// SPDX-License-Identifier: GPL-3.0-only

//! CLI commands for the photo booth
//!
//! This module provides command-line functionality for:
//! - Running the interactive terminal booth
//! - Listing cameras and filters
//! - Capturing a strip headlessly

use photobooth::app::{AppModel, Backends, CameraStatus, Executor, Message, Task};
use photobooth::backends::audio::Silent;
use photobooth::backends::camera::get_backend;
use photobooth::backends::feedback::NoHaptics;
use photobooth::backends::share::{DesktopOpenShare, NoShare, ShareTarget};
use photobooth::config::Config;
use photobooth::constants::TARGET_PHOTO_COUNT;
use photobooth::filters::FilterType;
use std::sync::Arc;
use std::time::Duration;
use tokio::time::Instant;

/// How long to wait for the camera to deliver its first frame
const CAMERA_TIMEOUT: Duration = Duration::from_secs(5);
/// Poll interval while waiting on the camera or the debounce window
const POLL_INTERVAL: Duration = Duration::from_millis(16);

/// Run the interactive booth
pub fn run_terminal(config: Config, synthetic: bool) -> Result<(), Box<dyn std::error::Error>> {
    let rt = tokio::runtime::Runtime::new()?;
    let _guard = rt.enter();

    let model = AppModel::new(config, Backends::desktop(synthetic));
    photobooth::terminal::run(model)
}

/// List all available cameras
pub fn list_cameras() -> Result<(), Box<dyn std::error::Error>> {
    let backend = get_backend(false);
    let cameras = backend.enumerate_cameras();

    if cameras.is_empty() {
        println!("No cameras found.");
        return Ok(());
    }

    println!("Available cameras:");
    println!();
    for camera in &cameras {
        println!("  [{}] {}", camera.index, camera.name);
        println!("      Device: {} ({})", camera.path, camera.driver);
    }
    println!();

    Ok(())
}

/// List the filter catalog
pub fn list_filters() -> Result<(), Box<dyn std::error::Error>> {
    for (index, filter) in FilterType::ALL.iter().enumerate() {
        println!("  [{}] {:<8} {}", index, filter.display_name(), filter.css());
    }
    Ok(())
}

/// Print the effective configuration, optionally writing it out
pub fn show_config(config: &Config, init: bool) -> Result<(), Box<dyn std::error::Error>> {
    let path = Config::default_path().ok_or("No config directory available")?;

    if init {
        config.save_to(&path)?;
        println!("Config written: {}", path.display());
    } else {
        println!("Config file: {}", path.display());
    }
    println!("{}", serde_json::to_string_pretty(config)?);
    Ok(())
}

/// Capture one photo per filter and export (or share) the strip
pub fn capture_strip(
    config: Config,
    filters: Vec<FilterType>,
    synthetic: bool,
    share: bool,
) -> Result<(), Box<dyn std::error::Error>> {
    if filters.is_empty() || filters.len() > TARGET_PHOTO_COUNT {
        return Err(format!("Expected 1 to {} filters", TARGET_PHOTO_COUNT).into());
    }

    let share_target: Arc<dyn ShareTarget> = if share {
        Arc::new(DesktopOpenShare::new())
    } else {
        Arc::new(NoShare)
    };
    let backends = Backends {
        camera: get_backend(synthetic),
        haptics: Arc::new(NoHaptics),
        shutter: Arc::new(Silent),
        share: share_target,
    };

    let rt = tokio::runtime::Runtime::new()?;
    rt.block_on(async move {
        let mut booth = HeadlessBooth::new(AppModel::new(config, backends));
        booth.wait_for_camera().await?;

        for (index, filter) in filters.iter().enumerate() {
            booth.capture(*filter).await?;
            println!(
                "Captured {}/{}: {}",
                index + 1,
                TARGET_PHOTO_COUNT,
                filter.display_name()
            );
        }

        let message = if share { Message::Share } else { Message::Export };
        booth.dispatch(message);
        booth.settle().await;

        match booth.model.last_export.as_ref() {
            Some(path) => println!("Strip saved: {}", path.display()),
            None if share && booth.model.status_message.as_deref() == Some("Strip shared") => {
                println!("Strip shared")
            }
            None => {
                let reason = booth
                    .model
                    .status_message
                    .clone()
                    .unwrap_or_else(|| "Export failed".to_string());
                return Err(reason.into());
            }
        }
        Ok::<(), Box<dyn std::error::Error>>(())
    })
}

/// Drives the model without a UI, the way the terminal loop does
struct HeadlessBooth {
    model: AppModel,
    executor: Executor,
    pending: usize,
}

impl HeadlessBooth {
    fn new(model: AppModel) -> Self {
        Self {
            model,
            executor: Executor::new(),
            pending: 0,
        }
    }

    fn dispatch(&mut self, message: Message) -> bool {
        let task = self.model.update(message);
        self.spawn(task)
    }

    fn spawn(&mut self, task: Task) -> bool {
        let accepted = !task.is_empty();
        self.pending += task.len();
        self.executor.spawn(task);
        accepted
    }

    /// Feed completed work back into the model until nothing is scheduled
    async fn settle(&mut self) {
        while self.pending > 0 {
            let Some(message) = self.executor.next().await else {
                break;
            };
            self.pending -= 1;
            let task = self.model.update(message);
            self.spawn(task);
        }
    }

    async fn wait_for_camera(&mut self) -> Result<(), Box<dyn std::error::Error>> {
        let deadline = Instant::now() + CAMERA_TIMEOUT;
        loop {
            self.model.pump_camera();
            match &self.model.camera_status {
                CameraStatus::Ready => return Ok(()),
                CameraStatus::Unavailable(reason) => {
                    return Err(format!("Camera unavailable: {}", reason).into());
                }
                CameraStatus::Starting | CameraStatus::Stopped => {}
            }
            if Instant::now() >= deadline {
                return Err("Timed out waiting for the camera".into());
            }
            tokio::time::sleep(POLL_INTERVAL).await;
        }
    }

    /// Select `filter` and press the shutter until the trigger is accepted
    async fn capture(&mut self, filter: FilterType) -> Result<(), Box<dyn std::error::Error>> {
        self.model.filter_picker.select(filter);
        let before = self.model.session.len();

        // The debounce window rejects presses that come too quickly
        let deadline = Instant::now() + CAMERA_TIMEOUT;
        loop {
            self.model.pump_camera();
            if self.dispatch(Message::Capture) {
                break;
            }
            if Instant::now() >= deadline {
                return Err("Capture was not accepted".into());
            }
            tokio::time::sleep(POLL_INTERVAL).await;
        }
        self.settle().await;

        if self.model.session.len() == before {
            let reason = self
                .model
                .status_message
                .clone()
                .unwrap_or_else(|| "Capture failed".to_string());
            return Err(reason.into());
        }
        Ok(())
    }
}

**TASK STATEMENT:** Write out, exactly as given, the line containing "let reason = self" and every line after it to the end of the records. Include nothing else.

**SOLUTION:**
            let reason = self
                .model
                .status_message
                .clone()
                .unwrap_or_else(|| "Capture failed".to_string());
            return Err(reason.into());
        }
        Ok(())
    }
}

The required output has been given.